Al oír estas cosas, todos en la sinagoga se llenaron de ira y se levantaron, le echaron fuera de la ciudad y lo llevaron hasta la cima del monte sobre el que estaba edificada su ciudad para despeñarle. Pero él, pasando por medio de ellos, se marchó.

 


La vida eterna


Este momento de la vida de Jesús que nos relata san Lucas es plenamente actual. En él observamos lo que sucede también hoy día y ha sucedido siempre: que por más que sepamos que Jesucristo merece un reconocimiento de fe, tendemos a rebajarlo a nuestra condición. Por una parte afirmamos: Jesucristo, Jesús de Nazaret, es Dios; y nos admiramos de la Iglesia, que permanece y se desarrolla más y más a lo largo de la historia, y promueve en todo el mundo una vida moral intachable, la que todos deberíamos vivir para que este mundo funcionara bien. Así pensaban también aquellos paisanos de Jesús, admirados, como dice san Lucas, de las palabras de gracia que procedían de su boca.

Pero, por otro lado, también como ellos –que esperaban un milagro–, le pedimos pruebas, mientras no dejamos de afirmar que es Dios, que somos cristianos y que creemos que su doctrina salva al mundo. Nos comportamos a veces como si el Señor tuviera que demostrarnos, más aún, con algún otro hecho extraordinario su divinidad. No terminamos de decidirnos por lo que creemos con seguridad que le agrada, sólo porque no es patente en cada caso. ¿Pero acaso es patente la fe?

"Señor, ¡auméntanos la fe!", le pedimos. "Que no queramos entretenernos –que es perder el tiempo– esperando más manifestaciones de tu grandeza, mientras podemos atender tus palabras y ponerlas por obra. Que sea tu palabra –Señor– un motor irresistible que impulse nuestra vida por los caminos que nos has trazado".

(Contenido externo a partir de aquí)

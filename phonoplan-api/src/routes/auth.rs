/// Authentication endpoints
///
/// - `POST /api/auth/register` - Create an organization and its admin user
/// - `POST /api/auth/login` - Exchange credentials for a session token
/// - `GET /api/auth/session` - Current session
///
/// Register and login are rate limited per client (see `app::build_router`).

use crate::{
    app::AppState,
    error::{ApiError, ApiResult},
};
use axum::{extract::rejection::JsonRejection, extract::State, http::StatusCode, Json};
use chrono::{DateTime, Duration, Utc};
use phonoplan_shared::{
    auth::{
        jwt::{create_token, Claims},
        middleware::{AuthContext, Session},
        password,
    },
    models::{
        account::{register_account, NewAccount, RegistrationError},
        membership::{Membership, Role},
        user::User,
    },
    validation::FieldOrder,
};
use serde::{Deserialize, Serialize};
use std::borrow::Cow;
use uuid::Uuid;
use validator::{Validate, ValidationError};

/// Shown for unknown emails and wrong passwords alike
pub const INVALID_CREDENTIALS: &str = "Credenciais inválidas.";

/// Register request
#[derive(Debug, Default, Deserialize, Validate)]
#[serde(default, rename_all = "camelCase")]
pub struct RegisterRequest {
    #[validate(email(message = "E-mail inválido."))]
    pub email: String,

    #[validate(custom(function = "validate_password"))]
    pub password: String,

    #[validate(custom(function = "validate_org_name"))]
    pub org_name: String,
}

impl FieldOrder for RegisterRequest {
    const FIELD_ORDER: &'static [&'static str] = &["email", "password", "orgName"];
}

fn char_count_between(
    value: &str,
    min: usize,
    max: usize,
    too_short: &'static str,
    too_long: &'static str,
) -> Result<(), ValidationError> {
    let count = value.chars().count();
    let message = if count < min {
        too_short
    } else if count > max {
        too_long
    } else {
        return Ok(());
    };

    let mut error = ValidationError::new("length");
    error.message = Some(Cow::Borrowed(message));
    Err(error)
}

fn validate_password(value: &str) -> Result<(), ValidationError> {
    char_count_between(
        value,
        password::MIN_PASSWORD_LENGTH as usize,
        password::MAX_PASSWORD_LENGTH as usize,
        "A senha deve ter pelo menos 8 caracteres.",
        "A senha deve ter no máximo 64 caracteres.",
    )
}

fn validate_org_name(org_name: &str) -> Result<(), ValidationError> {
    char_count_between(
        org_name,
        2,
        120,
        "Informe o nome da organização.",
        "Nome da organização muito longo.",
    )
}

/// Plain confirmation message
#[derive(Debug, Serialize, Deserialize)]
pub struct MessageResponse {
    pub message: String,
}

/// Login request
#[derive(Debug, Default, Deserialize, Validate)]
#[serde(default)]
pub struct LoginRequest {
    #[validate(email(message = "E-mail inválido."))]
    pub email: String,

    #[validate(length(min = 1, message = "Informe a senha."))]
    pub password: String,
}

impl FieldOrder for LoginRequest {
    const FIELD_ORDER: &'static [&'static str] = &["email", "password"];
}

/// The signed-in user as seen by the client
#[derive(Debug, Serialize, Deserialize)]
#[serde(rename_all = "camelCase")]
pub struct SessionUser {
    pub id: Uuid,
    pub email: String,
    pub org_id: Option<Uuid>,
    pub role: Option<Role>,
}

/// Login response
#[derive(Debug, Serialize, Deserialize)]
#[serde(rename_all = "camelCase")]
pub struct LoginResponse {
    pub token: String,

    /// Always `Bearer`
    pub token_type: String,

    pub expires_at: DateTime<Utc>,

    pub user: SessionUser,
}

/// Register a new organization with its first (ADMIN) user
///
/// ```text
/// POST /api/auth/register
/// { "email": "diretora@escola.br", "password": "...", "orgName": "Escola Aurora" }
/// ```
///
/// # Errors
///
/// - `400 Bad Request`: invalid body, or email already registered
/// - `429 Too Many Requests`: registration policy exceeded
/// - `500 Internal Server Error`: hashing or database failure
pub async fn register(
    State(state): State<AppState>,
    body: Result<Json<RegisterRequest>, JsonRejection>,
) -> ApiResult<(StatusCode, Json<MessageResponse>)> {
    let Json(req) = body?;
    ApiError::validate(&req)?;

    let password_hash = password::hash_password(&req.password)?;

    let account = register_account(
        &state.db,
        NewAccount {
            email: req.email,
            password_hash,
            org_name: req.org_name,
        },
    )
    .await
    .map_err(|e| match e {
        RegistrationError::EmailTaken => ApiError::BadRequest("E-mail já registrado.".to_string()),
        RegistrationError::Database(e) => ApiError::internal("Não foi possível criar a conta agora.", e),
    })?;

    tracing::info!(user_id = %account.user.id, org_id = %account.organization.id, "User registered");

    Ok((
        StatusCode::CREATED,
        Json(MessageResponse {
            message: "Conta criada com sucesso.".to_string(),
        }),
    ))
}

/// Login endpoint
///
/// Verifies the password, resolves the user's first membership and issues a
/// session token carrying it.
///
/// # Errors
///
/// - `400 Bad Request`: invalid body
/// - `401 Unauthorized`: unknown email or wrong password
/// - `429 Too Many Requests`: login policy exceeded
pub async fn login(
    State(state): State<AppState>,
    body: Result<Json<LoginRequest>, JsonRejection>,
) -> ApiResult<Json<LoginResponse>> {
    let Json(req) = body?;
    ApiError::validate(&req)?;

    let user = User::find_by_email(&state.db, &req.email)
        .await?
        .ok_or_else(|| ApiError::Unauthorized(INVALID_CREDENTIALS.to_string()))?;

    if !password::verify_password(&req.password, &user.password_hash)? {
        tracing::info!(user_id = %user.id, "Login rejected: wrong password");
        return Err(ApiError::Unauthorized(INVALID_CREDENTIALS.to_string()));
    }

    let membership = Membership::first_for_user(&state.db, user.id)
        .await?
        .map(|m| (m.org_id, m.role));

    let claims = Claims::with_expiration(
        user.id,
        &user.email,
        membership,
        Duration::hours(state.config.auth.session_ttl_hours),
    );
    let token = create_token(&claims, state.auth_secret())?;

    tracing::info!(user_id = %user.id, org_id = ?claims.org_id, "User logged in");

    Ok(Json(LoginResponse {
        token,
        token_type: "Bearer".to_string(),
        expires_at: claims.expires_at(),
        user: SessionUser {
            id: user.id,
            email: user.email,
            org_id: claims.org_id,
            role: claims.role,
        },
    }))
}

/// Current session
///
/// # Errors
///
/// - `401 Unauthorized`: no session token was sent
pub async fn session(Session(session): Session) -> ApiResult<Json<AuthContext>> {
    session
        .map(Json)
        .ok_or_else(|| ApiError::Unauthorized("Não autorizado.".to_string()))
}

Con frecuencia nos dejamos mover los hombres por los estímulos que producen los resultados inmediatos y visibles. Quizá esperamos una eficacia a corto plazo y constatable, y casi nada más. Así se comportan de hecho bastantes en nuestro tiempo, olvidando que, si somos cristianos, como afirma san Pablo, es preciso buscar las cosas que son de arriba, no las de la tierra. Con este consejo, el Apóstol no hace sino animarnos a una vida de fe en la divinidad de Jesucristo que, en su momento supremo, declaró con rotundidad: mi Reino no es de este mundo. ¿Cuál es nuestro objetivo, concluir finalmente ese proyecto que nos ilusiona, vernos libres de cierto problema agobiante, sentirnos mejor: más cómodos, más seguros, disfrutar más? Pero Jesús nos invita de continuo a mirar hacia lo alto, por encima de esos afanes solamente nuestros. De mil modos recuerda que tenemos un lugar en el corazón de la Trinidad: mis delicias están con los hijos de los hombres, había declarado Dios por el libro de los Proverbios. ¿Permaneceremos indiferentes ante lo sobrenatural, metidos todavía sólo en nuestros afanes pequeños?

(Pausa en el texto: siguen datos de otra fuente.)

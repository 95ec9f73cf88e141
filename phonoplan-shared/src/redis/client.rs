/// Redis client wrapper
///
/// Redis is optional for PhonoPlan: it backs the shared rate-limit counters
/// when `REDIS_URL` is set. The wrapper handles:
/// - Connection management via `redis::aio::ConnectionManager` (reconnects automatically)
/// - Health checks (PING with a timeout)
/// - Configuration from environment variables
///
/// # Example
///
/// ```no_run
/// use phonoplan_shared::redis::client::{RedisClient, RedisConfig};
///
/// # async fn example() -> Result<(), Box<dyn std::error::Error>> {
/// if let Some(config) = RedisConfig::from_env() {
///     let client = RedisClient::new(config).await?;
///     println!("Redis healthy: {}", client.ping().await?);
/// }
/// # Ok(())
/// # }
/// ```

use redis::aio::ConnectionManager;
use redis::{Client, RedisError};
use serde::{Deserialize, Serialize};
use std::env;
use std::sync::Arc;
use std::time::Duration;
use thiserror::Error;

/// Redis client errors
#[derive(Error, Debug)]
pub enum RedisClientError {
    #[error("Redis connection error: {0}")]
    ConnectionError(String),

    #[error("Redis command error: {0}")]
    CommandError(String),

    #[error("Redis configuration error: {0}")]
    ConfigError(String),

    #[error("Redis health check failed: {0}")]
    HealthCheckFailed(String),
}

impl From<RedisError> for RedisClientError {
    fn from(err: RedisError) -> Self {
        match err.kind() {
            redis::ErrorKind::IoError => {
                RedisClientError::ConnectionError(format!("IO error: {}", err))
            }
            redis::ErrorKind::ResponseError => {
                RedisClientError::CommandError(format!("Response error: {}", err))
            }
            _ => RedisClientError::CommandError(err.to_string()),
        }
    }
}

/// Redis configuration
#[derive(Debug, Clone, Serialize, Deserialize)]
pub struct RedisConfig {
    /// Format: redis://[username:password@]host:port[/db]
    pub url: String,

    pub connection_timeout_secs: u64,

    /// Upper bound for a single command (rate-limit script, PING)
    pub command_timeout_secs: u64,
}

impl RedisConfig {
    /// Configuration for `url` with default timeouts (5 s connect, 2 s command)
    pub fn from_url(url: impl Into<String>) -> Self {
        Self {
            url: url.into(),
            connection_timeout_secs: 5,
            command_timeout_secs: 2,
        }
    }

    /// Reads the Redis variables
    ///
    /// # Environment Variables
    ///
    /// - `REDIS_URL`: connection URL; `None` is returned when unset or empty
    /// - `REDIS_CONNECTION_TIMEOUT_SECS`: default 5
    /// - `REDIS_COMMAND_TIMEOUT_SECS`: default 2
    pub fn from_env() -> Option<Self> {
        let url = env::var("REDIS_URL").ok().filter(|u| !u.trim().is_empty())?;
        let mut config = Self::from_url(url);

        if let Some(secs) = env::var("REDIS_CONNECTION_TIMEOUT_SECS").ok().and_then(|s| s.parse().ok()) {
            config.connection_timeout_secs = secs;
        }
        if let Some(secs) = env::var("REDIS_COMMAND_TIMEOUT_SECS").ok().and_then(|s| s.parse().ok()) {
            config.command_timeout_secs = secs;
        }

        Some(config)
    }
}

/// Cloneable Redis handle
#[derive(Clone)]
pub struct RedisClient {
    manager: ConnectionManager,
    config: Arc<RedisConfig>,
}

impl RedisClient {
    /// Connects to Redis
    ///
    /// # Errors
    ///
    /// - `ConfigError` if the URL is invalid
    /// - `ConnectionError` if the connection fails or times out
    pub async fn new(config: RedisConfig) -> Result<Self, RedisClientError> {
        let client = Client::open(config.url.as_str()).map_err(|e| {
            RedisClientError::ConfigError(format!("Invalid Redis URL: {}", e))
        })?;

        let manager = tokio::time::timeout(
            Duration::from_secs(config.connection_timeout_secs),
            ConnectionManager::new(client),
        )
        .await
        .map_err(|_| RedisClientError::ConnectionError("Connection timed out".to_string()))?
        .map_err(|e| {
            RedisClientError::ConnectionError(format!("Failed to connect to Redis: {}", e))
        })?;

        tracing::info!(
            "Redis client connected successfully to {}",
            sanitize_url(&config.url)
        );

        Ok(Self {
            manager,
            config: Arc::new(config),
        })
    }

    /// Sends PING; `true` on PONG
    pub async fn ping(&self) -> Result<bool, RedisClientError> {
        let mut conn = self.manager.clone();

        let result: Result<String, RedisError> = tokio::time::timeout(
            Duration::from_secs(self.config.command_timeout_secs),
            redis::cmd("PING").query_async(&mut conn),
        )
        .await
        .map_err(|_| {
            RedisClientError::HealthCheckFailed("PING command timed out".to_string())
        })?;

        match result {
            Ok(pong) if pong == "PONG" => Ok(true),
            Ok(other) => {
                tracing::warn!("Redis health check: unexpected response: {}", other);
                Ok(false)
            }
            Err(e) => Err(RedisClientError::HealthCheckFailed(e.to_string())),
        }
    }

    /// Connection handle; reconnection is handled by the manager
    pub fn get_connection(&self) -> ConnectionManager {
        self.manager.clone()
    }

    pub fn config(&self) -> &RedisConfig {
        &self.config
    }

    /// URL with credentials masked, for logs
    pub fn display_url(&self) -> String {
        sanitize_url(&self.config.url)
    }
}

/// Replaces `username:password` with `***:***`
pub fn sanitize_url(url: &str) -> String {
    if let Some(at_pos) = url.find('@') {
        if let Some(scheme_end) = url.find("://") {
            let scheme = &url[..scheme_end + 3];
            let host = &url[at_pos + 1..];
            return format!("{}***:***@{}", scheme, host);
        }
    }
    url.to_string()
}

Los acontecimientos que sucedieron a las palabras de Jesús que hoy consideramos, pusieron de manifiesto su verdad. Realmente Cristo no triunfó a los ojos de los poderosos de su tiempo. No recogió, por así decir, el éxito de toda una vida en favor de los hombres. Fue sólo después de la Resurrección cuando su victoria se hizo patente, y tampoco entonces para la mayoría. Verdaderamente se trata del Reino de los Cielos. La Esperanza cristiana no es una esperanza actual, que sería siempre momentánea por mucho que durara ese momento. El hijo de Dios, que cada uno somos, mira a su Padre que vive y reina por los siglos de los siglos. Vivimos, pues, de una esperanza que se apoya en la fe y mira a la eternidad.

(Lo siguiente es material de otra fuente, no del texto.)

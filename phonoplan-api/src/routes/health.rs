/// Health check endpoint
///
/// ```text
/// GET /health
/// ```
///
/// ```json
/// {
///   "status": "healthy",
///   "version": "0.1.0",
///   "database": "connected",
///   "storage": "s3",
///   "rateLimitBackend": "redis"
/// }
/// ```
///
/// Always answers 200; `status` is `degraded` when the database is unreachable.

use crate::{app::AppState, error::ApiResult};
use axum::{extract::State, Json};
use phonoplan_shared::db::pool::health_check as database_health_check;
use serde::{Deserialize, Serialize};

/// Health check response
#[derive(Debug, Serialize, Deserialize)]
#[serde(rename_all = "camelCase")]
pub struct HealthResponse {
    pub status: String,

    pub version: String,

    /// `connected` or `disconnected`
    pub database: String,

    /// Active storage provider
    pub storage: String,

    /// `redis` or `memory`
    pub rate_limit_backend: String,
}

pub async fn health_check(State(state): State<AppState>) -> ApiResult<Json<HealthResponse>> {
    let database_status = match database_health_check(&state.db).await {
        Ok(()) => "connected",
        Err(e) => {
            tracing::warn!(error = %e, "Health check could not reach the database");
            "disconnected"
        }
    };

    let rate_limit_backend = if state.rate_limiter.has_shared_backend() {
        "redis"
    } else {
        "memory"
    };

    Ok(Json(HealthResponse {
        status: if database_status == "connected" {
            "healthy".to_string()
        } else {
            "degraded".to_string()
        },
        version: phonoplan_shared::VERSION.to_string(),
        database: database_status.to_string(),
        storage: state.storage.name().to_string(),
        rate_limit_backend: rate_limit_backend.to_string(),
    }))
}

Todo lo que no es eternidad recuperada es tiempo perdido. Así se expresaba un autor moderno, significando que lo propio del ser humano no es vivir sólo para el momento presente, ni para un futuro más o menos próximo en el tiempo: el encuentro definitivo y para siempre de cada uno es con Dios. El hombre ha sido pensado y creado por Dios para una existencia al modo de la suya. De mil formas lo advirtió Jesús: Tanto amó Dios al mundo, afirmó, por ejemplo, que le entregó a su Hijo Unigénito, para que todo el que cree en él no perezca, sino que tenga vida eterna. Y por esa vida eterna le preguntaban los que querían alcanzar la perfección: Maestro bueno, ¿qué he de hacer para conseguir la vida eterna?, le dijo el joven rico.

También en estos tiempos, a despecho de los que niegan a Dios, la tierra está muy cerca del Cielo. Así es, como afirma san Josemaría. Dios y su eternidad feliz se encuentra permanentemente a nuestro alcance. Por eso, insiste:

Ponte en coloquio con Santa María, y confíale: ¡oh, Señora!, para vivir el ideal que Dios ha metido en mi corazón, necesito volar... muy alto, ¡muy alto!
No basta despegarte, con la ayuda divina, de las cosas de este mundo, sabiendo que son tierra. Más incluso: aunque el universo entero lo coloques en un montón bajo tus pies, para estar más cerca del Cielo..., ¡no basta!
Necesitas volar, sin apoyarte en nada de aquí, pendiente de la voz y del soplo del Espíritu. —Pero, me dices, ¡mis alas están manchadas!: barro de años, sucio, pegadizo...
Y te he insistido: acude a la Virgen. Señora –repíteselo–: ¡que apenas logro remontar el vuelo!, ¡que la tierra me atrae como un imán maldito! —Señora, Tú puedes hacer que mi alma se lance al vuelo definitivo y glorioso, que tiene su fin en el Corazón de Dios.
—Confía, que Ella te escucha.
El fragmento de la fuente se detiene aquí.